## PROVIDED MATERIAL:
::::

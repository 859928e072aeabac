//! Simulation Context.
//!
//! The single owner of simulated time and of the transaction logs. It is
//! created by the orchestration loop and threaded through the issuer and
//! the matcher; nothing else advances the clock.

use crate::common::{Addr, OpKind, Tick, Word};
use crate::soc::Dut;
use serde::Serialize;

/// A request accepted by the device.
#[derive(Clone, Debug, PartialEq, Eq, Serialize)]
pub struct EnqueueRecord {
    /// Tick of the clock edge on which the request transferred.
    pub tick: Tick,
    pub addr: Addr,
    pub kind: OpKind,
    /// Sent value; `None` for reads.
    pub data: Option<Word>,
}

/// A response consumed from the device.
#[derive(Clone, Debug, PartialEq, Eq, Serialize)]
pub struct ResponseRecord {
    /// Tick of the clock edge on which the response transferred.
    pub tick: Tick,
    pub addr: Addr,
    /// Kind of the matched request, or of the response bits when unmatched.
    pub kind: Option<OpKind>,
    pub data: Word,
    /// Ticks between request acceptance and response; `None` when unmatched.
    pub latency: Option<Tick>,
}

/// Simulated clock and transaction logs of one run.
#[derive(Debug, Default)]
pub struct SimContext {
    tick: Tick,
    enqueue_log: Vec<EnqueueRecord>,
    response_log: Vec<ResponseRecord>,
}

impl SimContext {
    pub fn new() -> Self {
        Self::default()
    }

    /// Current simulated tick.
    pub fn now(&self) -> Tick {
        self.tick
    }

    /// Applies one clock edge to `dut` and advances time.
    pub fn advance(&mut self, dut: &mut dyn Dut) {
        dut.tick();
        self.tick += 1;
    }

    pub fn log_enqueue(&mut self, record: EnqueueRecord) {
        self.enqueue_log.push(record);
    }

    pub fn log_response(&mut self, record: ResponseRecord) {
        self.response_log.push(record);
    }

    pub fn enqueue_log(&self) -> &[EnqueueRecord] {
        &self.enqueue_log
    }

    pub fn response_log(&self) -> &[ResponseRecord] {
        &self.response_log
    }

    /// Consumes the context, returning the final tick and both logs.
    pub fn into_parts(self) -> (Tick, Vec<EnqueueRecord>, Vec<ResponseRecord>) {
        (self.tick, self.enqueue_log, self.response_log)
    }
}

::::

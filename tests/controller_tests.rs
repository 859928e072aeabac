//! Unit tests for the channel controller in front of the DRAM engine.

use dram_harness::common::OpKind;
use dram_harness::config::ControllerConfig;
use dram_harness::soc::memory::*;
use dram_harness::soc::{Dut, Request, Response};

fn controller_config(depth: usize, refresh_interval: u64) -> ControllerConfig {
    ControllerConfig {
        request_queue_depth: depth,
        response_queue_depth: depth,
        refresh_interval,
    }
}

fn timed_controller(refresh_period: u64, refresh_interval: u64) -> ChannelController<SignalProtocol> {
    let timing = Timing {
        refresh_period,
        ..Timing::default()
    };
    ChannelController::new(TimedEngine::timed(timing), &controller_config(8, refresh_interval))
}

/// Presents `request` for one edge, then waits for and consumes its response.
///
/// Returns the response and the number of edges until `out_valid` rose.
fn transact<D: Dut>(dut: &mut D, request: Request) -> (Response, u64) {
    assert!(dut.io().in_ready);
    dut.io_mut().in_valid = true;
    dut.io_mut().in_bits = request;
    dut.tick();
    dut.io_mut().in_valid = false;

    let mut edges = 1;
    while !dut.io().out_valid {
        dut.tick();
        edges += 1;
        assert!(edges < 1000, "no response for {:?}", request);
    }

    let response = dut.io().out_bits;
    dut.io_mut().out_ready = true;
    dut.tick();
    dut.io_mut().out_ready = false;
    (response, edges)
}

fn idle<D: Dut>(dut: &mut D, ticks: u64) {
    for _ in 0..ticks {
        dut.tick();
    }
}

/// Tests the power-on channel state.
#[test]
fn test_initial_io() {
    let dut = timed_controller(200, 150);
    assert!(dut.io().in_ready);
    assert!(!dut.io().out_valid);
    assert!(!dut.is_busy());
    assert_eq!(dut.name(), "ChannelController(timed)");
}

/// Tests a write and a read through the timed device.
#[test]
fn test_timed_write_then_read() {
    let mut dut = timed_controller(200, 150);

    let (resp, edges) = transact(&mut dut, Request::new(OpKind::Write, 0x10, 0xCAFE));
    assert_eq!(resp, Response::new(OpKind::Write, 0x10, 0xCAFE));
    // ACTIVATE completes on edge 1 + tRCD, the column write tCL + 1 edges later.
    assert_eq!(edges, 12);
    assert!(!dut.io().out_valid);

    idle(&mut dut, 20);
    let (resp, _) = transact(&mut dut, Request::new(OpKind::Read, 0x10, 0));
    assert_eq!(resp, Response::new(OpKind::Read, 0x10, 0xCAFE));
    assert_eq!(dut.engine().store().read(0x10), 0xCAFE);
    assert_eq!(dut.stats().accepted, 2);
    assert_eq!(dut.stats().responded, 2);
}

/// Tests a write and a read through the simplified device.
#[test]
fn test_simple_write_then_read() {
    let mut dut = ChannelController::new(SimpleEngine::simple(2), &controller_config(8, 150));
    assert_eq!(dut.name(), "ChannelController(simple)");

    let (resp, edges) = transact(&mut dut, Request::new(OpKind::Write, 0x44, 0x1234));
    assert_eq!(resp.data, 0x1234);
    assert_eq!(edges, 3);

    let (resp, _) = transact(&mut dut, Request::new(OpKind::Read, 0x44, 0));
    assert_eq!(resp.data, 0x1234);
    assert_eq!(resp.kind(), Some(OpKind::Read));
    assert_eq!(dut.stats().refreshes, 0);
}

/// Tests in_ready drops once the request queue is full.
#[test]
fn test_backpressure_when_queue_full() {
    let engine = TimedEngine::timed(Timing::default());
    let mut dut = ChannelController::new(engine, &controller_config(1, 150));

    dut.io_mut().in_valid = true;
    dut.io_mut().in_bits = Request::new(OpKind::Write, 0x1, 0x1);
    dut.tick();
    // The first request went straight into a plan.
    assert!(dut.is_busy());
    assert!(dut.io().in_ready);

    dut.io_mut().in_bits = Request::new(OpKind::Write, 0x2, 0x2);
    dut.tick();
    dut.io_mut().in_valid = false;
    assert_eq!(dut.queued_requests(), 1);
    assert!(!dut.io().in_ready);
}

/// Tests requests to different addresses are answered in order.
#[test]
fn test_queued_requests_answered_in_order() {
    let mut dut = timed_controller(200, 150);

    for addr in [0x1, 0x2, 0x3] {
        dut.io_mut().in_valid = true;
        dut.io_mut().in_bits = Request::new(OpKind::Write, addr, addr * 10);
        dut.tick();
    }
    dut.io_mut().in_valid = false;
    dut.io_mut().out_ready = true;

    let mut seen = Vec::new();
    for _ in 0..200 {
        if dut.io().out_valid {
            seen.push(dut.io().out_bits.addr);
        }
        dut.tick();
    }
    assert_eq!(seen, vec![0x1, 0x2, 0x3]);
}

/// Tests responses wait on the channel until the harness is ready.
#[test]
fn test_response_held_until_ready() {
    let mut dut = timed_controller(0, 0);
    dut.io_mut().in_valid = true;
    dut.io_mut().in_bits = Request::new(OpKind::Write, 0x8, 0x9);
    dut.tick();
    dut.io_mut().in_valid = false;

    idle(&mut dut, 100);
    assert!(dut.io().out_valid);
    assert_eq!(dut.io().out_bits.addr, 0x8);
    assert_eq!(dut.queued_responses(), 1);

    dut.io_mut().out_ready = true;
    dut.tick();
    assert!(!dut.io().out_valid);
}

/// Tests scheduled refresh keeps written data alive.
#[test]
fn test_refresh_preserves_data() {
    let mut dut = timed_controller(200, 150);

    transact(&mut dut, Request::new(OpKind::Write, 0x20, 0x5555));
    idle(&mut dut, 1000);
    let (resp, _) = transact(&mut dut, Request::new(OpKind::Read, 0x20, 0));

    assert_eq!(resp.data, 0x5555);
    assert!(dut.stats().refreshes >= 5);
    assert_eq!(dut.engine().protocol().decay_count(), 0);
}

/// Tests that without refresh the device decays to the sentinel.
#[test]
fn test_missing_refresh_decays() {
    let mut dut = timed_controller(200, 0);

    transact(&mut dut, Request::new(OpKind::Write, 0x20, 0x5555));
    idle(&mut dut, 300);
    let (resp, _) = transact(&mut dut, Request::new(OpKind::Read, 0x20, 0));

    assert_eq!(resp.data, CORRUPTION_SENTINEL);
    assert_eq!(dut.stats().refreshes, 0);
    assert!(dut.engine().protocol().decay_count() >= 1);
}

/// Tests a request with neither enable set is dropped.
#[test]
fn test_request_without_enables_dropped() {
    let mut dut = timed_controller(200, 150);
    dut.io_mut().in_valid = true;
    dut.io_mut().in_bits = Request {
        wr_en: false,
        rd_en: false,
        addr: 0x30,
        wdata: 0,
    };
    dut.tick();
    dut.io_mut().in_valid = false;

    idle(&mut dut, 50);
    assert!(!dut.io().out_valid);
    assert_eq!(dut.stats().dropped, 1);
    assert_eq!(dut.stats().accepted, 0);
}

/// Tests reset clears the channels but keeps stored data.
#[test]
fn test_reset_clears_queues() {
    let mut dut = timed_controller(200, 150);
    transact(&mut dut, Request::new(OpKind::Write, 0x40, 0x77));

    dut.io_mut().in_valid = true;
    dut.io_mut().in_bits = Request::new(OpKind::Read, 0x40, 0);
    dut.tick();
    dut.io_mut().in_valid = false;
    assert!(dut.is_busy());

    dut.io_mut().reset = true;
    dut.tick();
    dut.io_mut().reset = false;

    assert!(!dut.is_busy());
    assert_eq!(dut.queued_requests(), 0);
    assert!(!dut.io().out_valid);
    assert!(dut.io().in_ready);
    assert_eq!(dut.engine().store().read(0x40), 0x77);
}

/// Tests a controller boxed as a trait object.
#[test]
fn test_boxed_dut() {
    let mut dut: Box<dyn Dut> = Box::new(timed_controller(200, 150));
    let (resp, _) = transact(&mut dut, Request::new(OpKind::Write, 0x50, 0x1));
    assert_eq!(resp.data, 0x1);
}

::::

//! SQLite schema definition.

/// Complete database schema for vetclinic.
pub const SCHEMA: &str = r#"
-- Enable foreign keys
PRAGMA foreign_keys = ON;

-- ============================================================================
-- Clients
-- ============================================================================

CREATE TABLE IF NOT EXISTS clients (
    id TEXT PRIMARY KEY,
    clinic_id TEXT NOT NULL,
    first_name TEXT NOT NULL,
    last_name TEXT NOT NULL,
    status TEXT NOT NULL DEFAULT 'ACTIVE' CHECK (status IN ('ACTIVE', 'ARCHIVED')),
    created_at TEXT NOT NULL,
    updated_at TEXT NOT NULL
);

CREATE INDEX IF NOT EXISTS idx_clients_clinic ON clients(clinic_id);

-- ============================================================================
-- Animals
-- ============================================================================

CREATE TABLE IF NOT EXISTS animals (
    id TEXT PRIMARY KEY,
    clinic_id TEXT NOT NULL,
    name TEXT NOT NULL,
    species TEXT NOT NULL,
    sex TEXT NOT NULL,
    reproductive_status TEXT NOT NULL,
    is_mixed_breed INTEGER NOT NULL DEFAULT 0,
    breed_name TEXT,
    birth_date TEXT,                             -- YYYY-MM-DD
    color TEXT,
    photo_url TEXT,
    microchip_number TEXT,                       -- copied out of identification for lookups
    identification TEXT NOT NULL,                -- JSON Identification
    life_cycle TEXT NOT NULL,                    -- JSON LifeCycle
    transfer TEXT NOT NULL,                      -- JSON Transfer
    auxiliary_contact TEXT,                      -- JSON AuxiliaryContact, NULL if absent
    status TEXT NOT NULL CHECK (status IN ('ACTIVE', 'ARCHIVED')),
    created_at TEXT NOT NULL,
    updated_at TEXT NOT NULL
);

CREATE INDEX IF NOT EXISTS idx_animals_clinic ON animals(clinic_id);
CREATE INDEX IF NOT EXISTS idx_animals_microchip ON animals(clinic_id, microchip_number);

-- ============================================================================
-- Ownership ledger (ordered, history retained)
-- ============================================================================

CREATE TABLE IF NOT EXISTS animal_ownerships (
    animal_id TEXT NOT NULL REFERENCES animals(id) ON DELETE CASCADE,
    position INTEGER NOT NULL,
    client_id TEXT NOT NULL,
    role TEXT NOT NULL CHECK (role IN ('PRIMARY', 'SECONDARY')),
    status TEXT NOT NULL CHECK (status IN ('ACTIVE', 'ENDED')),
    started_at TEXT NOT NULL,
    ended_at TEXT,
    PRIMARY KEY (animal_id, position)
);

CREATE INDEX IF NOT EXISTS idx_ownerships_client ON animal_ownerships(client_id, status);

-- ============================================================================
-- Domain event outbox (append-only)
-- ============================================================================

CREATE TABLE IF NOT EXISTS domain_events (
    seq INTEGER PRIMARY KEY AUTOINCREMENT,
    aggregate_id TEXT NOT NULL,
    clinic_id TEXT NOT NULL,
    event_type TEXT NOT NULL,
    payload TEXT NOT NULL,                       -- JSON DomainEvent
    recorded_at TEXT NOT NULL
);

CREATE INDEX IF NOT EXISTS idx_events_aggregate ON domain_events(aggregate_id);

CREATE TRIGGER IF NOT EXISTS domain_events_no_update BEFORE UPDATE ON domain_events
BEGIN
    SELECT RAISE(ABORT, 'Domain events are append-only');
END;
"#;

::::

## REQUIREMENT:
From the listing above, the lines starting with the one that has "-- Domain event outbox (append-only)" and running through the one that has "CREATE INDEX IF NOT EXISTS idx_events_aggregate" should be copied exactly, ends included.

## YOUR SOLUTION:
-- Domain event outbox (append-only)
-- ============================================================================

CREATE TABLE IF NOT EXISTS domain_events (
    seq INTEGER PRIMARY KEY AUTOINCREMENT,
    aggregate_id TEXT NOT NULL,
    clinic_id TEXT NOT NULL,
    event_type TEXT NOT NULL,
    payload TEXT NOT NULL,                       -- JSON DomainEvent
    recorded_at TEXT NOT NULL
);

CREATE INDEX IF NOT EXISTS idx_events_aggregate ON domain_events(aggregate_id);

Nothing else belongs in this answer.